MATERIAL TO PROCESS>
──────────────────────────────
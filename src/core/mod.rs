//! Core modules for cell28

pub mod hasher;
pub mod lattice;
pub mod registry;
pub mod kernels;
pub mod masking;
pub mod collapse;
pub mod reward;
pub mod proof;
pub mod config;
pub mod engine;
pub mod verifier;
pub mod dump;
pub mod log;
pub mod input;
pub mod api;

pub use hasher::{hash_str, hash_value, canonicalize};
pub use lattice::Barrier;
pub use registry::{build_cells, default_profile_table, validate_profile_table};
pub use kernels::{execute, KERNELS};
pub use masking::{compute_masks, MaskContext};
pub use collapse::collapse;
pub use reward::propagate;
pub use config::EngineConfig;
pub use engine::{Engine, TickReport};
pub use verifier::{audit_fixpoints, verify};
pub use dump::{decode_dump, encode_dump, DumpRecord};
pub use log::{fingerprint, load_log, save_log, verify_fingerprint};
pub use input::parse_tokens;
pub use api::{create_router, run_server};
──────────────────────────────
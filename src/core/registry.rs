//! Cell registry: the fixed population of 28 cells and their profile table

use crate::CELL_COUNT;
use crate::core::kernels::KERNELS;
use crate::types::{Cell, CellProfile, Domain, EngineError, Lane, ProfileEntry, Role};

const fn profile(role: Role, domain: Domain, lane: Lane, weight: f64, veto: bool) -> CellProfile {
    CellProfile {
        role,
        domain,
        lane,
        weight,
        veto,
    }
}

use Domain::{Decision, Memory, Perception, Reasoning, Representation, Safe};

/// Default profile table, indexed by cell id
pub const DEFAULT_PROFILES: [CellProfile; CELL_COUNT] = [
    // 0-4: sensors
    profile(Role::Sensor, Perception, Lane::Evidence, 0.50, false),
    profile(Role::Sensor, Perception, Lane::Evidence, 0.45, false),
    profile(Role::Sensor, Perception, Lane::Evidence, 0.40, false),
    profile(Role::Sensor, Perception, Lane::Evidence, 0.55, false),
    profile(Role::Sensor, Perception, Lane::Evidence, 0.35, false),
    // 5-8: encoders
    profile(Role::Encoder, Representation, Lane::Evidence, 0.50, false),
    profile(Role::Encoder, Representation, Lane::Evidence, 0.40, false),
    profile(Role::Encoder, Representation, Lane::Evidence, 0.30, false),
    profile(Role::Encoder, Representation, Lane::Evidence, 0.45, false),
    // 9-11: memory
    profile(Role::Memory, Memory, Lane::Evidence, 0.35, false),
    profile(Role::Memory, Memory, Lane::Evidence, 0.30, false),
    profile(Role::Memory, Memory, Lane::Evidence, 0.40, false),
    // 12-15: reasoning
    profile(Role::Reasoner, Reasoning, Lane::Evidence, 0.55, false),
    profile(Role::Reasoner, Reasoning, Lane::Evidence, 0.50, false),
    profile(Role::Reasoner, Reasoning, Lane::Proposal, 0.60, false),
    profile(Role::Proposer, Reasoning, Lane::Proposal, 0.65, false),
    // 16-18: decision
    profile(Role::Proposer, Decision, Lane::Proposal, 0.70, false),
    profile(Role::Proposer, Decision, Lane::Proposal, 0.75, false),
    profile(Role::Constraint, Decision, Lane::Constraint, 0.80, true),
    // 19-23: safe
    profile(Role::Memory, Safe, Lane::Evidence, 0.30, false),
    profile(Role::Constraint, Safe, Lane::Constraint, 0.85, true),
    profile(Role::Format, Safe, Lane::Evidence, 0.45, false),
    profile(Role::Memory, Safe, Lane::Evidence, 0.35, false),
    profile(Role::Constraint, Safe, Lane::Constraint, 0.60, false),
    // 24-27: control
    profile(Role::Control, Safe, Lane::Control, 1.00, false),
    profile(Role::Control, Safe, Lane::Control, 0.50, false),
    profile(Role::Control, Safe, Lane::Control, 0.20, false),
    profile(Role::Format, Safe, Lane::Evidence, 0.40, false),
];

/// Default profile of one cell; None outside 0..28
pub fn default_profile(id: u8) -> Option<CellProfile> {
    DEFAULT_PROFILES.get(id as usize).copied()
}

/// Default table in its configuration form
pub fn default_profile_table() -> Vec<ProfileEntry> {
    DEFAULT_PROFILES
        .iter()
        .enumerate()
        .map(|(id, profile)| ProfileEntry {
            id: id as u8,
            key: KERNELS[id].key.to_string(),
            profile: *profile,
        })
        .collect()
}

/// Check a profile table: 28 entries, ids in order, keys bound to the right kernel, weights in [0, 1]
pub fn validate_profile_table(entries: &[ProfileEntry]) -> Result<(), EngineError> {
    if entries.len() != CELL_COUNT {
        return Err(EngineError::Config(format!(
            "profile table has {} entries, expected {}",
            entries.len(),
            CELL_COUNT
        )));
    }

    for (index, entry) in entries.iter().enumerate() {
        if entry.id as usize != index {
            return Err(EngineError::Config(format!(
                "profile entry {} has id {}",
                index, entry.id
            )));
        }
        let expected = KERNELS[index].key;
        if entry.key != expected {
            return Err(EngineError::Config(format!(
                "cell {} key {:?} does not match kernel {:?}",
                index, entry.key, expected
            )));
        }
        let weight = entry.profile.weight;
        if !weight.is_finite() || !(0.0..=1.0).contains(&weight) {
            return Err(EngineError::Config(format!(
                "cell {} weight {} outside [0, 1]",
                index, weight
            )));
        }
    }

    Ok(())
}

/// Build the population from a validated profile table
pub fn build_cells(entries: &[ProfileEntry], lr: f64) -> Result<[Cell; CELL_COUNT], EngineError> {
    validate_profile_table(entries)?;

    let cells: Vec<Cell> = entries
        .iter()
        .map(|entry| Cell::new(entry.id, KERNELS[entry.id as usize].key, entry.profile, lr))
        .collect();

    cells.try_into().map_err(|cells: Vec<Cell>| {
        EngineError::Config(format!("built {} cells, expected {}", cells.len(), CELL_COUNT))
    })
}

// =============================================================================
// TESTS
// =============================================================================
──────────────────────────────
PROBLEM>
Your reply should hold every line from the data that contains "verifier", copied in full.

RESPONSE>
pub mod verifier;
pub use verifier::{audit_fixpoints, verify};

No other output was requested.